Portfolio Bucketing & Final Notes
⚠️ Non-Financial Advice This section provides a framework for thinking about risk allocation. It is not a recommendation or allocation plan.
For larger holders or entities, it can be helpful to think in terms of risk buckets.
1. Core Treasury (Low Risk)
Focus on non‑leveraged positions from the Conservative page:
psXDC “set‑and‑forget” yield stack.
USDC “parking lot.”
50/50 psXDC + USDC base.
Characteristics:
No liquidation risk (no borrowing).
Yields mainly from staking, borrow interest, and protocol incentives.
Main risks: protocol/contract risk and underlying asset volatility.
2. Structured Yield (Medium Risk)
Borrowing strategies with no recursive looping:
psXDC collateral → borrow USDC (stay long XDC).
USDC collateral → borrow XDC → stake to psXDC.
psXDC collateral → borrow XDC for operations.
Characteristics:
Liquidation risk exists but is manageable if Health Factor is kept high (e.g. ≥ 2.0).
Yields come from spreads between psXDC yield and borrow APRs, plus incentives.
Requires periodic monitoring and risk management.
3. Degen Sleeve (High Risk)
Only for small, high‑risk capital allocations:
psXDC → borrow XDC → stake → psXDC loop when math is clearly favorable.
USDC + psXDC barbell loops and other complex structures.
Possibly automated liquidation strategies.
Characteristics:
High tail risk and sensitivity to market conditions.

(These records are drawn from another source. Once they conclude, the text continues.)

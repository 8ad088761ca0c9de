//! # Hermes Middleware
//!
//! The request-side runtime shared by every Hermes driver.
//!
//! - [`Middleware`], [`Interceptor`] and [`ErrorMiddleware`]: the extension
//!   points users implement
//! - [`Driver`]: the capability interface a server backend implements
//! - [`DriverCore`]: options, pipeline and templates every driver delegates to
//! - [`Pipeline`]: route matching and the per-request stage order
//! - [`DefaultErrorHandler`]: writes the formatted error response
//!
//! ## Request flow
//!
//! ```text
//! Request → global before → route → action before → handler
//!                                                      ↓
//! Response ← error handlers (on failure) ← global after ← action after
//! ```

#![doc(html_root_url = "https://docs.rs/hermes-middleware/0.1.0")]
#![warn(missing_docs)]
#![forbid(unsafe_code)]

pub mod driver_core;
pub mod driver;
pub mod error_handler;
pub mod middleware;
pub mod pipeline;
pub mod template;

pub use driver_core::DriverCore;
pub use driver::{
    action_callback, ActionCallback, ActionChain, Driver, DriverOptions, ErrorOptions, SuccessBody,
    SuccessOptions,
};
pub use error_handler::DefaultErrorHandler;
pub use middleware::{
    ErrorMiddleware, FnErrorMiddleware, FnInterceptor, FnMiddleware, Interceptor, Middleware,
    MiddlewarePhase,
};
pub use pipeline::Pipeline;
pub use template::Templates;
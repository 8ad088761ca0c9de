//! # Hermes
//!
//! **Metadata-driven HTTP action dispatcher**
//!
//! Controllers and their actions are declared into a
//! [`MetadataArgsStorage`](hermes_metadata::MetadataArgsStorage); the
//! executor compiles those declarations into route registrations on a
//! driver, and every request runs parameter resolution, middlewares,
//! interceptors, the handler and response shaping.
//!
//! ## Quick Start
//!
//! ```rust,ignore
//! use hermes::prelude::*;
//!
//! #[derive(Default)]
//! struct QuestionController;
//!
//! fn questions(storage: &mut MetadataArgsStorage) {
//!     storage
//!         .json_controller::<QuestionController>("/questions")
//!         .get("/:id", "one", |_ctl, args| async move {
//!             let id: i64 = args.get(0)?;
//!             Ok::<_, HttpError>(Json(json!({ "id": id, "title": "First question" })))
//!         })
//!         .param(Param::path("id").format(ParamFormat::Integer))
//!         .end();
//! }
//!
//! #[tokio::main]
//! async fn main() -> Result<(), StartupError> {
//!     let config = ConfigLoader::new().with_optional_file("hermes.toml")?.with_env().load()?;
//!     init_telemetry(&config)?;
//!
//!     let options = HermesOptions::from_config(&config).declare(questions);
//!     run(&MetadataArgsStorage::new(), &options).await
//! }
//! ```
//!
//! ## Request pipeline
//!
//! ```text
//! global before → route match → action before → params → handler
//!                                                            ↓
//! global after ← action after ← response shaping ← interceptors
//! ```
//!
//! Any failure jumps to the error handlers; exactly one response is written.

#![doc(html_root_url = "https://docs.rs/hermes/0.1.0")]
#![warn(missing_docs)]
#![forbid(unsafe_code)]

mod declarations;
mod error;
mod options;

pub use hermes_config as config;
pub use hermes_core as core;
pub use hermes_executor as executor;
pub use hermes_extract as extract;
pub use hermes_metadata as metadata;
pub use hermes_middleware as middleware;
pub use hermes_router as router;
pub use hermes_server as server;
pub use hermes_telemetry as telemetry;

pub use declarations::Declarations;
pub use error::StartupError;
pub use options::HermesOptions;

use hermes_config::HermesConfig;
use hermes_core::HermesError;
use hermes_metadata::MetadataArgsStorage;
use hermes_middleware::Driver;
use hermes_server::HyperDriver;

/// Compiles `storage` plus the option's declarations onto `driver`.
///
/// `storage` is not modified; the registrars run against a copy.
///
/// # Errors
///
/// Fails if a route is invalid, a component cannot be instantiated, or
/// the driver cannot bootstrap.
pub fn create_executor(
    driver: &mut dyn Driver,
    storage: &MetadataArgsStorage,
    options: &HermesOptions,
) -> Result<(), HermesError> {
    let mut compiled = storage.clone();
    options.registered_declarations().apply(&mut compiled);
    tracing::debug!(
        driver = driver.name(),
        controllers = compiled.controller_count(),
        registrars = options.registered_declarations().len(),
        "compiling declarations"
    );
    options.executor(&compiled).execute(driver)
}

/// Registers everything on an existing hyper driver, keeping its own
/// server settings.
///
/// # Errors
///
/// See [`create_executor`].
pub fn use_server(
    driver: &mut HyperDriver,
    storage: &MetadataArgsStorage,
    options: &HermesOptions,
) -> Result<(), HermesError> {
    create_executor(driver, storage, options)
}

/// Creates a hyper driver from the option's server settings and registers
/// everything on it.
///
/// # Errors
///
/// Fails with [`HermesError::DriverUnavailable`] if the listen address is
/// not a socket address, otherwise as [`create_executor`].
pub fn create_server(
    storage: &MetadataArgsStorage,
    options: &HermesOptions,
) -> Result<HyperDriver, HermesError> {
    let config = options.server_config();
    config
        .socket_addr()
        .map_err(|e| HermesError::DriverUnavailable {
            driver: "hyper",
            reason: format!("invalid listen address `{}`: {e}", config.addr()),
        })?;

    let mut driver = HyperDriver::new(config.clone());
    use_server(&mut driver, storage, options)?;
    Ok(driver)
}

/// Creates the server and serves until SIGTERM or Ctrl+C.
///
/// # Errors
///
/// Fails if the server cannot be created or the listener fails.
pub async fn run(
    storage: &MetadataArgsStorage,
    options: &HermesOptions,
) -> Result<(), StartupError> {
    let driver = create_server(storage, options)?;
    driver.run().await?;
    Ok(())
}

/// Installs the log subscriber and the metrics recorder described by
/// `config`.
///
/// # Errors
///
/// Fails if a subscriber or recorder is already installed or the settings
/// are invalid.
pub fn init_telemetry(config: &HermesConfig) -> Result<(), StartupError> {
    hermes_telemetry::init_logging(&config.logging)?;
    hermes_telemetry::init_metrics(&config.metrics)?;
    Ok(())
}

/// Prelude module for convenient imports.
///
/// ```rust,ignore
/// use hermes::prelude::*;
/// ```
pub mod prelude {
    pub use crate::{
        create_executor, create_server, init_telemetry, run, use_server, Declarations,
        HermesOptions, StartupError,
    };

    pub use hermes_config::{ConfigLoader, HermesConfig};

    pub use hermes_core::{
        Action, ActionFailure, ActionResult, Args, BoxFuture, Container, ContainerOptions,
        HermesError, HttpError, Json, ParamFormat, ResponseBody, TargetId, UploadedFile,
    };

    pub use hermes_metadata::{
        ErrorHandlerRef, InterceptorRef, MetadataArgsStorage, MiddlewareRef, Param,
        TransformOptions,
    };

    pub use hermes_middleware::{Driver, ErrorMiddleware, Interceptor, Middleware};

    pub use hermes_router::RoutePath;

    pub use hermes_server::{HyperDriver, ServerConfig, ShutdownSignal};
}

Suitable only for advanced users who can monitor positions and systems closely.
Should be sized such that a complete loss would not threaten overall solvency.
4. Final Reminder
All strategies described across these pages are examples, not recommendations.
Before implementing any position:
Check live APRs, utilization, and risk parameters in the PrimeFi UI.
Stress test your assumptions (e.g., sudden XDC drawdown, APR changes, de‑peg scenarios).
Decide in advance:
How much you are willing to lose in worst‑case scenarios.
What Health Factor you consider your “panic line” for reducing risk.
🧠 Always do your own research. DeFi can be powerful, but it is never risk‑free.